┌─ DATA
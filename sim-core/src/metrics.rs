//! Per-step aggregates.
//!
//! Everything here is a read-only reduction over the grid and worker pool.
//! The series store is append-only: one value per metric per completed step.

use std::collections::BTreeMap;

use serde::{Deserialize, Serialize};
use tsify_next::Tsify;

use crate::agents::{Firm, WorkerPool};
use crate::geography::Grid;
use crate::types::Step;

// === METRIC NAMES ===

#[derive(Debug, Clone, Copy, PartialEq, Eq, Hash)]
pub enum Metric {
    Unemployed,
    Exited,
    AutomatedJobs,
    TotalEmployment,
    StressShare,
    Vacancies,
    WageBill,
    TreatedEmployment,
    ControlEmployment,
    TreatedMeanEmployment,
    ControlMeanEmployment,
    TreatedMeanWage,
    ControlMeanWage,
}

impl Metric {
    pub const ALL: [Metric; 13] = [
        Metric::Unemployed,
        Metric::Exited,
        Metric::AutomatedJobs,
        Metric::TotalEmployment,
        Metric::StressShare,
        Metric::Vacancies,
        Metric::WageBill,
        Metric::TreatedEmployment,
        Metric::ControlEmployment,
        Metric::TreatedMeanEmployment,
        Metric::ControlMeanEmployment,
        Metric::TreatedMeanWage,
        Metric::ControlMeanWage,
    ];

    pub fn as_str(self) -> &'static str {
        match self {
            Metric::Unemployed => "unemployed",
            Metric::Exited => "exited",
            Metric::AutomatedJobs => "automated_jobs",
            Metric::TotalEmployment => "total_employment",
            Metric::StressShare => "stress_share",
            Metric::Vacancies => "vacancies",
            Metric::WageBill => "wage_bill",
            Metric::TreatedEmployment => "treated_employment",
            Metric::ControlEmployment => "control_employment",
            Metric::TreatedMeanEmployment => "treated_mean_employment",
            Metric::ControlMeanEmployment => "control_mean_employment",
            Metric::TreatedMeanWage => "treated_mean_wage",
            Metric::ControlMeanWage => "control_mean_wage",
        }
    }
}

// === SNAPSHOT ===

/// Aggregates observed at the end of one step.
#[derive(Debug, Clone, PartialEq, Serialize, Deserialize, Tsify)]
#[tsify(into_wasm_abi)]
pub struct StepSnapshot {
    pub step: Step,
    pub unemployed: u64,
    pub exited: u64,
    pub automated_jobs: u64,
    pub total_employment: u64,
    /// Fraction of firms whose payroll exceeds their resource limit.
    pub stress_share: f64,
    pub vacancies: u64,
    pub wage_bill: f64,
    pub treated_employment: u64,
    pub control_employment: u64,
    pub treated_mean_employment: f64,
    pub control_mean_employment: f64,
    pub treated_mean_wage: f64,
    pub control_mean_wage: f64,
}

impl StepSnapshot {
    pub fn value(&self, metric: Metric) -> f64 {
        match metric {
            Metric::Unemployed => self.unemployed as f64,
            Metric::Exited => self.exited as f64,
            Metric::AutomatedJobs => self.automated_jobs as f64,
            Metric::TotalEmployment => self.total_employment as f64,
            Metric::StressShare => self.stress_share,
            Metric::Vacancies => self.vacancies as f64,
            Metric::WageBill => self.wage_bill,
            Metric::TreatedEmployment => self.treated_employment as f64,
            Metric::ControlEmployment => self.control_employment as f64,
            Metric::TreatedMeanEmployment => self.treated_mean_employment,
            Metric::ControlMeanEmployment => self.control_mean_employment,
            Metric::TreatedMeanWage => self.treated_mean_wage,
            Metric::ControlMeanWage => self.control_mean_wage,
        }
    }
}

// === REDUCTIONS ===

pub fn stress_share(grid: &Grid) -> f64 {
    if grid.is_empty() {
        return 0.0;
    }
    grid.iter().filter(|f| f.is_stressed()).count() as f64 / grid.len() as f64
}

pub fn vacancies(grid: &Grid) -> u64 {
    grid.iter().map(|f| f.vacancies() as u64).sum()
}

pub fn wage_bill(grid: &Grid) -> f64 {
    grid.iter().map(Firm::payroll).sum()
}

#[derive(Debug, Default, Clone, Copy)]
struct Partition {
    firms: u64,
    employed: u64,
    wage_sum: f64,
}

impl Partition {
    fn add(&mut self, firm: &Firm) {
        self.firms += 1;
        self.employed += firm.employed_count() as u64;
        self.wage_sum += firm.wage();
    }

    fn mean_employment(&self) -> f64 {
        if self.firms == 0 {
            0.0
        } else {
            self.employed as f64 / self.firms as f64
        }
    }

    fn mean_wage(&self) -> f64 {
        if self.firms == 0 {
            0.0
        } else {
            self.wage_sum / self.firms as f64
        }
    }
}

/// Observe the grid and pool at the end of `step`.
pub fn snapshot(step: Step, grid: &Grid, workers: &WorkerPool) -> StepSnapshot {
    let mut treated = Partition::default();
    let mut control = Partition::default();
    let mut automated_jobs = 0u64;

    for firm in grid.iter() {
        automated_jobs += firm.automated_roles() as u64;
        if firm.is_shock_zone {
            treated.add(firm);
        } else {
            control.add(firm);
        }
    }

    StepSnapshot {
        step,
        unemployed: workers.unemployed_count(),
        exited: workers.exited_count(),
        automated_jobs,
        total_employment: treated.employed + control.employed,
        stress_share: stress_share(grid),
        vacancies: vacancies(grid),
        wage_bill: wage_bill(grid),
        treated_employment: treated.employed,
        control_employment: control.employed,
        treated_mean_employment: treated.mean_employment(),
        control_mean_employment: control.mean_employment(),
        treated_mean_wage: treated.mean_wage(),
        control_mean_wage: control.mean_wage(),
    }
}

// === SERIES ===

/// Named per-step series, aligned by step index.
#[derive(Debug, Clone, Default, PartialEq, Serialize, Deserialize)]
pub struct MetricsSeries {
    steps: Vec<Step>,
    series: BTreeMap<String, Vec<f64>>,
}

impl MetricsSeries {
    pub fn new() -> Self {
        Self::default()
    }

    pub fn push(&mut self, snapshot: &StepSnapshot) {
        self.steps.push(snapshot.step);
        for metric in Metric::ALL {
            self.series
                .entry(metric.as_str().to_string())
                .or_default()
                .push(snapshot.value(metric));
        }
    }

    /// Number of recorded steps.
    pub fn len(&self) -> usize {
        self.steps.len()
    }

    pub fn is_empty(&self) -> bool {
        self.steps.is_empty()
    }

    pub fn steps(&self) -> &[Step] {
        &self.steps
    }

    pub fn get(&self, name: &str) -> Option<&[f64]> {
        self.series.get(name).map(Vec::as_slice)
    }

    pub fn metric(&self, metric: Metric) -> &[f64] {
        self.get(metric.as_str()).unwrap_or(&[])
    }

    pub fn names(&self) -> impl Iterator<Item = &str> {
        self.series.keys().map(String::as_str)
    }

    pub fn iter(&self) -> impl Iterator<Item = (&str, &[f64])> {
        self.series.iter().map(|(k, v)| (k.as_str(), v.as_slice()))
    }

    /// All series as one polars frame with a leading `step` column.
    #[cfg(feature = "instrument")]
    pub fn to_dataframe(&self) -> instrument::PolarsResult<instrument::DataFrame> {
        instrument::series_frame(&self.steps, self.iter())
    }
}
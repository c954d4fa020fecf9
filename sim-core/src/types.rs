// Core ID types and type aliases

use serde::{Deserialize, Serialize};
use tsify_next::Tsify;

// === TYPE ALIASES ===

pub type Price = f64;
pub type Step = u64;

// === NEWTYPE IDS ===

#[derive(Clone, Copy, Debug, Hash, Eq, PartialEq, Ord, PartialOrd, Serialize, Deserialize)]
pub struct WorkerId(pub u32);

impl WorkerId {
    pub fn new(id: u32) -> Self {
        Self(id)
    }

    pub fn index(self) -> usize {
        self.0 as usize
    }
}

/// Grid cell of a firm. One firm per cell, so this is also the firm's identity.
#[derive(
    Clone, Copy, Debug, Hash, Eq, PartialEq, Ord, PartialOrd, Serialize, Deserialize, Tsify,
)]
#[tsify(into_wasm_abi, from_wasm_abi)]
pub struct FirmCoord {
    pub x: u32,
    pub y: u32,
}

impl FirmCoord {
    pub fn new(x: u32, y: u32) -> Self {
        Self { x, y }
    }

    /// Chebyshev distance (max of the axis distances).
    pub fn chebyshev(self, other: FirmCoord) -> u32 {
        self.x.abs_diff(other.x).max(self.y.abs_diff(other.y))
    }
}

impl std::fmt::Display for FirmCoord {
    fn fmt(&self, f: &mut std::fmt::Formatter<'_>) -> std::fmt::Result {
        write!(f, "({},{})", self.x, self.y)
    }
}

// === SECTORS ===

#[derive(Debug, Clone, Copy, PartialEq, Eq, Hash, Serialize, Deserialize, Tsify)]
#[tsify(into_wasm_abi, from_wasm_abi)]
#[serde(rename_all = "snake_case")]
pub enum Sector {
    FastFood,
    Other,
}

// === ZONES ===

/// Axis-aligned rectangle of cells, half-open on both axes.
#[derive(Debug, Clone, Copy, PartialEq, Eq, Serialize, Deserialize, Tsify)]
#[tsify(into_wasm_abi, from_wasm_abi)]
pub struct Zone {
    pub x_start: u32,
    pub x_end: u32,
    pub y_start: u32,
    pub y_end: u32,
}

impl Zone {
    pub fn new(x: std::ops::Range<u32>, y: std::ops::Range<u32>) -> Self {
        Self {
            x_start: x.start,
            x_end: x.end,
            y_start: y.start,
            y_end: y.end,
        }
    }

    pub fn contains(&self, coord: FirmCoord) -> bool {
        (self.x_start..self.x_end).contains(&coord.x)
            && (self.y_start..self.y_end).contains(&coord.y)
    }
}

#[cfg(test)]
mod tests {
    use super::*;

    #[test]
    fn test_chebyshev_distance() {
        let a = FirmCoord::new(2, 2);
        assert_eq!(a.chebyshev(FirmCoord::new(2, 2)), 0);
        assert_eq!(a.chebyshev(FirmCoord::new(3, 3)), 1);
        assert_eq!(a.chebyshev(FirmCoord::new(0, 3)), 2);
    }

    #[test]
    fn test_zone_is_half_open() {
        let zone = Zone::new(0..5, 0..5);
        assert!(zone.contains(FirmCoord::new(0, 0)));
        assert!(zone.contains(FirmCoord::new(4, 4)));
        assert!(!zone.contains(FirmCoord::new(5, 0)));
        assert!(!zone.contains(FirmCoord::new(0, 5)));
    }
}
//! Simulation events and the sinks that observe them.
//!
//! The step controller reports what happened through an [`EventSink`]
//! instead of logging inline. [`TracingSink`] turns each event into a
//! `tracing` event whose target names the table it lands in when the
//! `instrument` subscriber is installed.

use crate::types::{FirmCoord, Price, Step, WorkerId};

#[derive(Debug, Clone, PartialEq)]
pub enum SimEvent {
    ShockApplied {
        step: Step,
        firm: FirmCoord,
        old_wage: Price,
        new_wage: Price,
    },
    Layoff {
        step: Step,
        worker: WorkerId,
        firm: FirmCoord,
    },
    /// A separation that also eliminated the role permanently.
    Automation {
        step: Step,
        worker: WorkerId,
        firm: FirmCoord,
        capacity_after: u32,
    },
    Hire {
        step: Step,
        worker: WorkerId,
        from: Option<FirmCoord>,
        to: FirmCoord,
        wage: Price,
    },
    ExitedLaborForce {
        step: Step,
        worker: WorkerId,
        failed_moves: u32,
    },
    StepCompleted {
        step: Step,
        employed: u64,
        unemployed: u64,
        exited: u64,
    },
}

impl SimEvent {
    pub fn step(&self) -> Step {
        match self {
            SimEvent::ShockApplied { step, .. }
            | SimEvent::Layoff { step, .. }
            | SimEvent::Automation { step, .. }
            | SimEvent::Hire { step, .. }
            | SimEvent::ExitedLaborForce { step, .. }
            | SimEvent::StepCompleted { step, .. } => *step,
        }
    }
}

/// Receives events from the step controller.
pub trait EventSink {
    fn record(&mut self, event: &SimEvent);
}

impl EventSink for Vec<SimEvent> {
    fn record(&mut self, event: &SimEvent) {
        self.push(event.clone());
    }
}

impl<S: EventSink + ?Sized> EventSink for &mut S {
    fn record(&mut self, event: &SimEvent) {
        (**self).record(event);
    }
}

/// Discards everything.
#[derive(Debug, Default, Clone, Copy)]
pub struct NullSink;

impl EventSink for NullSink {
    fn record(&mut self, _event: &SimEvent) {}
}

/// Forwards events to `tracing`, one target per event kind.
#[cfg(feature = "instrument")]
#[derive(Debug, Default, Clone, Copy)]
pub struct TracingSink;

#[cfg(feature = "instrument")]
impl EventSink for TracingSink {
    fn record(&mut self, event: &SimEvent) {
        match *event {
            SimEvent::ShockApplied {
                step,
                firm,
                old_wage,
                new_wage,
            } => tracing::info!(
                target: "shock",
                step = step,
                x = firm.x,
                y = firm.y,
                old_wage = old_wage,
                new_wage = new_wage,
            ),
            SimEvent::Layoff { step, worker, firm } => tracing::info!(
                target: "layoff",
                step = step,
                worker_id = worker.0,
                x = firm.x,
                y = firm.y,
            ),
            SimEvent::Automation {
                step,
                worker,
                firm,
                capacity_after,
            } => tracing::info!(
                target: "automation",
                step = step,
                worker_id = worker.0,
                x = firm.x,
                y = firm.y,
                capacity_after = capacity_after,
            ),
            SimEvent::Hire {
                step,
                worker,
                from,
                to,
                wage,
            } => tracing::info!(
                target: "hire",
                step = step,
                worker_id = worker.0,
                was_employed = from.is_some(),
                x = to.x,
                y = to.y,
                wage = wage,
            ),
            SimEvent::ExitedLaborForce {
                step,
                worker,
                failed_moves,
            } => tracing::info!(
                target: "exit",
                step = step,
                worker_id = worker.0,
                failed_moves = failed_moves,
            ),
            SimEvent::StepCompleted {
                step,
                employed,
                unemployed,
                exited,
            } => tracing::info!(
                target: "step",
                step = step,
                employed = employed,
                unemployed = unemployed,
                exited = exited,
            ),
        }
    }
}

/// The sink used when the caller does not supply one.
#[cfg(feature = "instrument")]
pub type DefaultSink = TracingSink;

#[cfg(not(feature = "instrument"))]
pub type DefaultSink = NullSink;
└─
(TASK DIRECTIONS):
Give back every line from the beginning of the records through the line holding "use std::collections::BTreeMap;", exactly as it reads, and leave out the rest.

(WRITTEN SOLUTION):
filename sim-core/src/metrics.rs
//! Per-step aggregates.
//!
//! Everything here is a read-only reduction over the grid and worker pool.
//! The series store is append-only: one value per metric per completed step.

use std::collections::BTreeMap;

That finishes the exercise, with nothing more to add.